Mêmes nos enfants qui sont en train de mourir dans des mines là-bas, qui sont d’ailleurs des mines à caractère artisanal, et qu’il y a des éboulements tous les jours parce que les normes ne sont pas respectées. Les gens qui y meurent sont des Congolais. Et quand le coltan sort de là-bas, il traverse la frontière pour aller dans d’autres pays qui le commercialisent. Il y a à boire et à manger dans cette situation. Il y a des gens qui tirent les ficelles dans cette situation de l’Est.

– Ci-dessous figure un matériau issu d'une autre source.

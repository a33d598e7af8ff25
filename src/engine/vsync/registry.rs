//! ### English
//! Keyed, replace-on-reinsert, drain-once set of secondary vsync callbacks.
//!
//! ### 中文
//! 按 key 存储、重复插入即替换、仅 drain 一次的 secondary vsync 回调集合。

use std::collections::HashMap;
use std::hash::{BuildHasherDefault, Hasher};

/// ### English
/// One-shot closure run at the next vsync fire.
///
/// ### 中文
/// 在下一次 vsync fire 时执行的一次性闭包。
pub type SecondaryCallback = Box<dyn FnOnce() + Send + 'static>;

/// ### English
/// Hasher for `usize` callback ids (addresses or counters).
///
/// The multiply keeps the trailing zero bits of pointer-aligned ids, so `finish` folds the high
/// half back into the low bits the table uses for bucket selection.
///
/// ### 中文
/// `usize` 回调 id（地址或计数器）的哈希器。
///
/// 乘法会保留指针对齐 id 末尾的零位，因此 `finish` 把高半部分折叠回哈希表选桶所用的低位。
#[derive(Default)]
struct CallbackIdHasher(u64);

impl Hasher for CallbackIdHasher {
    fn write(&mut self, bytes: &[u8]) {
        for chunk in bytes.chunks(8) {
            let mut buf = [0u8; 8];
            buf[..chunk.len()].copy_from_slice(chunk);
            self.0 = (self.0 ^ u64::from_le_bytes(buf)).rotate_left(29);
        }
    }

    fn write_usize(&mut self, i: usize) {
        self.0 = i as u64;
    }

    fn finish(&self) -> u64 {
        let mixed = self.0.wrapping_mul(0x9E37_79B9_7F4A_7C15);
        mixed ^ (mixed >> 32)
    }
}

type CallbackIdMap<V> = HashMap<usize, V, BuildHasherDefault<CallbackIdHasher>>;

/// ### English
/// Secondary callback registry owned by a `VsyncWaiter`.
///
/// The map size is bounded by the number of distinct ids, because every id holds at most one entry
/// and the whole map is swapped out at each fire.
///
/// ### 中文
/// 由 `VsyncWaiter` 持有的 secondary 回调注册表。
///
/// 每个 id 至多一条记录，且每次 fire 会整体换出，因此大小受不同 id 数量约束。
#[derive(Default)]
pub struct SecondaryCallbackRegistry {
    callbacks: CallbackIdMap<SecondaryCallback>,
}

impl SecondaryCallbackRegistry {
    /// ### English
    /// Creates an empty registry.
    ///
    /// ### 中文
    /// 创建空的注册表。
    pub fn new() -> Self {
        Self::default()
    }

    /// ### English
    /// Inserts `callback` under `id`, returning the callback it replaced (if any).
    ///
    /// The replaced callback is handed back instead of dropped so the caller can release it
    /// outside any lock.
    ///
    /// #### Parameters
    /// - `id`: Caller-chosen stable identifier.
    /// - `callback`: Closure to run at the next fire.
    ///
    /// ### 中文
    /// 以 `id` 插入 `callback`，返回被替换的旧回调（如有）。
    ///
    /// 旧回调被交还而非直接 drop，以便调用方在锁外释放它。
    ///
    /// #### 参数
    /// - `id`：调用方选定的稳定标识。
    /// - `callback`：在下一次 fire 时执行的闭包。
    pub fn insert(&mut self, id: usize, callback: SecondaryCallback) -> Option<SecondaryCallback> {
        self.callbacks.insert(id, callback)
    }

    /// ### English
    /// Moves every entry out, leaving this registry empty.
    ///
    /// ### 中文
    /// 取出全部记录，使本注册表变为空。
    pub fn take_all(&mut self) -> Self {
        std::mem::take(self)
    }

    /// ### English
    /// Whether a callback is registered under `id`.
    ///
    /// ### 中文
    /// `id` 下是否已注册回调。
    pub fn contains(&self, id: usize) -> bool {
        self.callbacks.contains_key(&id)
    }

    /// ### English
    /// Number of registered callbacks (at most one per id).
    ///
    /// ### 中文
    /// 已注册回调的数量（每个 id 至多一个）。
    pub fn len(&self) -> usize {
        self.callbacks.len()
    }

    #[inline]
    pub fn is_empty(&self) -> bool {
        self.callbacks.is_empty()
    }

    /// ### English
    /// Consumes the registry, yielding the callbacks in unspecified order.
    ///
    /// ### 中文
    /// 消耗注册表，以未指定顺序产出回调。
    pub fn into_callbacks(self) -> impl Iterator<Item = SecondaryCallback> {
        self.callbacks.into_values()
    }
}
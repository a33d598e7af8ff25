//! ### English
//! Timer-driven vsync backend (fixed refresh rate, software vsync).
//!
//! ### 中文
//! 计时驱动的 vsync 后端（固定刷新率的软件 vsync）。

use std::sync::Arc;
use std::sync::atomic::{AtomicU64, Ordering};

use crate::engine::clock::{FixedRefreshClock, FrameClock};
use crate::engine::time::FrameTimePoint;
use crate::engine::vsync::{VsyncBackend, VsyncTarget};

use super::scheduler::FrameScheduler;

/// ### English
/// Backend that fires on the boundaries of a `FixedRefreshClock`, using a shared `FrameScheduler`.
///
/// ### 中文
/// 在 `FixedRefreshClock` 边界上 fire 的后端，使用共享的 `FrameScheduler`。
pub struct TimerBackend {
    scheduler: Arc<FrameScheduler>,
    clock: FixedRefreshClock,
    /// ### English
    /// Start time of the most recently armed frame; the next arm never reuses it.
    ///
    /// ### 中文
    /// 最近一次 arm 的帧开始时间；下一次 arm 不会复用该时间。
    last_start_ns: AtomicU64,
    pause_secondary_tasks: bool,
}

impl TimerBackend {
    /// ### English
    /// Creates a timer backend.
    ///
    /// #### Parameters
    /// - `scheduler`: Shared scheduler thread.
    /// - `clock`: Frame grid to fire on.
    ///
    /// ### 中文
    /// 创建计时后端。
    ///
    /// #### 参数
    /// - `scheduler`：共享调度线程。
    /// - `clock`：用于 fire 的帧网格。
    pub fn new(scheduler: Arc<FrameScheduler>, clock: FixedRefreshClock) -> Self {
        Self {
            scheduler,
            clock,
            last_start_ns: AtomicU64::new(0),
            pause_secondary_tasks: true,
        }
    }

    /// ### English
    /// Sets whether fires from this backend pause the runtime task gate.
    ///
    /// ### 中文
    /// 设置本后端的 fire 是否暂停运行时任务闸门。
    pub fn with_pause_secondary_tasks(mut self, pause_secondary_tasks: bool) -> Self {
        self.pause_secondary_tasks = pause_secondary_tasks;
        self
    }

    pub fn clock(&self) -> &FixedRefreshClock {
        &self.clock
    }
}

impl VsyncBackend for TimerBackend {
    fn await_vsync(&self, target: VsyncTarget) {
        let now = FrameTimePoint::now();
        let floor =
            FrameTimePoint::from_nanos(self.last_start_ns.load(Ordering::Acquire).saturating_add(1));
        let timings = self.clock.next_frame(now.max(floor));
        self.last_start_ns
            .fetch_max(timings.start().as_nanos(), Ordering::AcqRel);

        let delay = timings.start().saturating_duration_since(now);
        let pause_secondary_tasks = self.pause_secondary_tasks;
        self.scheduler.schedule(delay, move || {
            target.fire_with(timings, pause_secondary_tasks);
        });
    }
}
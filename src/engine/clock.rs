//! ### English
//! Frame clocks: produce the `(start, target)` pair for the next vsync.
//!
//! ### 中文
//! 帧时钟：为下一次 vsync 产生 `(start, target)` 时间对。

use std::time::Duration;

use crate::engine::error::{VsyncError, VsyncResult};
use crate::engine::time::{FrameTimePoint, FrameTimings};

/// ### English
/// Source of frame timing predictions.
///
/// ### 中文
/// 帧时间预测的来源。
pub trait FrameClock: Send + Sync {
    /// ### English
    /// Returns the timings of the first frame whose start is not earlier than `now`.
    ///
    /// ### 中文
    /// 返回开始时间不早于 `now` 的第一帧的时间对。
    fn next_frame(&self, now: FrameTimePoint) -> FrameTimings;
}

/// ### English
/// Fixed-refresh clock with frame boundaries on the grid `offset + k * interval`.
///
/// The grid is anchored at the origin of the `FrameTimePoint` domain, so every clock with the same
/// interval and offset agrees on the boundaries.
///
/// ### 中文
/// 固定刷新率时钟，帧边界位于 `offset + k * interval` 网格上。
///
/// 网格锚定在 `FrameTimePoint` 时钟域的原点，因此相同间隔与偏移的时钟得到相同的边界。
#[derive(Clone, Copy, Debug)]
pub struct FixedRefreshClock {
    /// ### English
    /// Refresh interval in nanoseconds (never zero).
    ///
    /// ### 中文
    /// 刷新间隔（纳秒，非零）。
    interval_ns: u64,
    /// ### English
    /// Phase of the grid, reduced modulo the interval.
    ///
    /// ### 中文
    /// 网格相位（已对间隔取模）。
    phase_ns: u64,
}

impl FixedRefreshClock {
    /// ### English
    /// Creates a clock from an explicit refresh interval and vsync offset.
    ///
    /// A zero interval is rejected as `InvalidRefreshRate(0)`.
    ///
    /// #### Parameters
    /// - `interval`: Time between two vsync boundaries.
    /// - `offset`: Phase shift applied to every boundary.
    ///
    /// ### 中文
    /// 由显式刷新间隔与 vsync 偏移创建时钟。
    ///
    /// 间隔为零时返回 `InvalidRefreshRate(0)`。
    ///
    /// #### 参数
    /// - `interval`：两次 vsync 边界之间的时长。
    /// - `offset`：施加在每个边界上的相位偏移。
    pub fn new(interval: Duration, offset: Duration) -> VsyncResult<Self> {
        let interval_ns = u64::try_from(interval.as_nanos()).unwrap_or(u64::MAX);
        if interval_ns == 0 {
            return Err(VsyncError::InvalidRefreshRate(0));
        }
        let offset_ns = u64::try_from(offset.as_nanos()).unwrap_or(u64::MAX);
        Ok(Self {
            interval_ns,
            phase_ns: offset_ns % interval_ns,
        })
    }

    /// ### English
    /// Creates a clock for `fps` frames per second.
    ///
    /// ### 中文
    /// 为每秒 `fps` 帧创建时钟。
    pub fn from_fps(fps: u32, offset: Duration) -> VsyncResult<Self> {
        if fps == 0 {
            return Err(VsyncError::InvalidRefreshRate(fps));
        }
        Self::new(Duration::from_nanos(1_000_000_000 / u64::from(fps)), offset)
    }

    #[inline]
    pub fn interval(&self) -> Duration {
        Duration::from_nanos(self.interval_ns)
    }
}

impl FrameClock for FixedRefreshClock {
    fn next_frame(&self, now: FrameTimePoint) -> FrameTimings {
        let now_ns = now.as_nanos();
        let start_ns = if now_ns <= self.phase_ns {
            self.phase_ns
        } else {
            let since_phase = now_ns - self.phase_ns;
            let periods = since_phase.div_ceil(self.interval_ns);
            self.phase_ns
                .saturating_add(periods.saturating_mul(self.interval_ns))
        };
        let start = FrameTimePoint::from_nanos(start_ns);
        let target = FrameTimePoint::from_nanos(start_ns.saturating_add(self.interval_ns));
        FrameTimings::clamped(start, target)
    }
}

#[cfg(test)]
mod tests {
    use super::*;

    fn clock(interval_ns: u64, offset_ns: u64) -> FixedRefreshClock {
        FixedRefreshClock::new(
            Duration::from_nanos(interval_ns),
            Duration::from_nanos(offset_ns),
        )
        .unwrap()
    }

    #[test]
    fn zero_fps_is_rejected() {
        assert!(matches!(
            FixedRefreshClock::from_fps(0, Duration::ZERO),
            Err(VsyncError::InvalidRefreshRate(0))
        ));
    }

    #[test]
    fn zero_interval_is_rejected() {
        assert!(FixedRefreshClock::new(Duration::ZERO, Duration::ZERO).is_err());
    }

    #[test]
    fn sixty_fps_interval() {
        let clock = FixedRefreshClock::from_fps(60, Duration::ZERO).unwrap();
        assert_eq!(clock.interval(), Duration::from_nanos(16_666_666));
    }

    #[test]
    fn boundary_is_returned_unchanged() {
        let timings = clock(16, 0).next_frame(FrameTimePoint::from_nanos(32));
        assert_eq!(timings.start().as_nanos(), 32);
        assert_eq!(timings.target().as_nanos(), 48);
    }

    #[test]
    fn rounds_up_to_next_boundary() {
        let timings = clock(16, 0).next_frame(FrameTimePoint::from_nanos(33));
        assert_eq!(timings.start().as_nanos(), 48);
        assert_eq!(timings.budget(), Duration::from_nanos(16));
    }

    #[test]
    fn offset_shifts_the_grid() {
        let clock = clock(16, 4);
        assert_eq!(clock.next_frame(FrameTimePoint::from_nanos(0)).start().as_nanos(), 4);
        assert_eq!(clock.next_frame(FrameTimePoint::from_nanos(5)).start().as_nanos(), 20);
        assert_eq!(clock.next_frame(FrameTimePoint::from_nanos(20)).start().as_nanos(), 20);
    }

    #[test]
    fn offset_larger_than_interval_wraps() {
        let a = clock(16, 4).next_frame(FrameTimePoint::from_nanos(100));
        let b = clock(16, 36).next_frame(FrameTimePoint::from_nanos(100));
        assert_eq!(a, b);
    }

    #[test]
    fn start_never_precedes_now() {
        let clock = clock(7, 3);
        for now in 0..200 {
            let timings = clock.next_frame(FrameTimePoint::from_nanos(now));
            assert!(timings.start().as_nanos() >= now);
            assert!(timings.start().as_nanos() < now + 7);
        }
    }
}
//! ### English
//! `TaskGate` adapter over embedder-provided C hooks.
//!
//! ### 中文
//! 基于宿主 C 钩子的 `TaskGate` 适配器。

use crate::engine::TaskGate;

use super::{UserData, XianVsyncClosure, XianVsyncTaskGate};

pub(super) struct ForeignTaskGate {
    pause: XianVsyncClosure,
    resume: XianVsyncClosure,
    user_data: UserData,
}

impl From<XianVsyncTaskGate> for ForeignTaskGate {
    fn from(value: XianVsyncTaskGate) -> Self {
        Self {
            pause: value.pause,
            resume: value.resume,
            user_data: UserData(value.user_data),
        }
    }
}

impl TaskGate for ForeignTaskGate {
    fn pause_cooperative_queue(&self) {
        if let Some(pause) = self.pause {
            unsafe { pause(self.user_data.get()) };
        }
    }

    fn resume_cooperative_queue(&self) {
        if let Some(resume) = self.resume {
            unsafe { resume(self.user_data.get()) };
        }
    }
}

Le dossier est compliqué. Nos autorités doivent voir de qu’il s’agit, voir de quelle manière il faut y mettre fin. Sinon, ça va continuer. Vous avez posé la question qu’il y a le changement au sommet de l’Etat, mais ceux qui gèrent ces coins, notamment à l’Est, sont les mêmes qui géraient depuis les années cette partie. La situation reste confuse.
TDT: Un dernier mot pour interpeller les autorités ou sensibiliser la population par rapport au Coronavirus.
AM: Pour le Coronavirus, Dieu merci, parce que jusque-là l’Afrique et spécialement notre pays, n’a pas connu des situations comme dans certains pays en Europe, en Amérique et surtout en Asie, précisément en Chine, où le virus s’était déclaré. Il faut ainsi continuer à respecter les gestes barrières et demeurer prudent, pour ne tomber dans cette situation qui prévaut ailleurs, dans ces pays cités ci-haut.
Les autorités ne se sont pas montrées très exigeantes en laissant les gens au niveau des marchés qui se marchent sur les pieds, et plusieurs autres règles ne sont pas respectées. Des choses doivent être améliorées!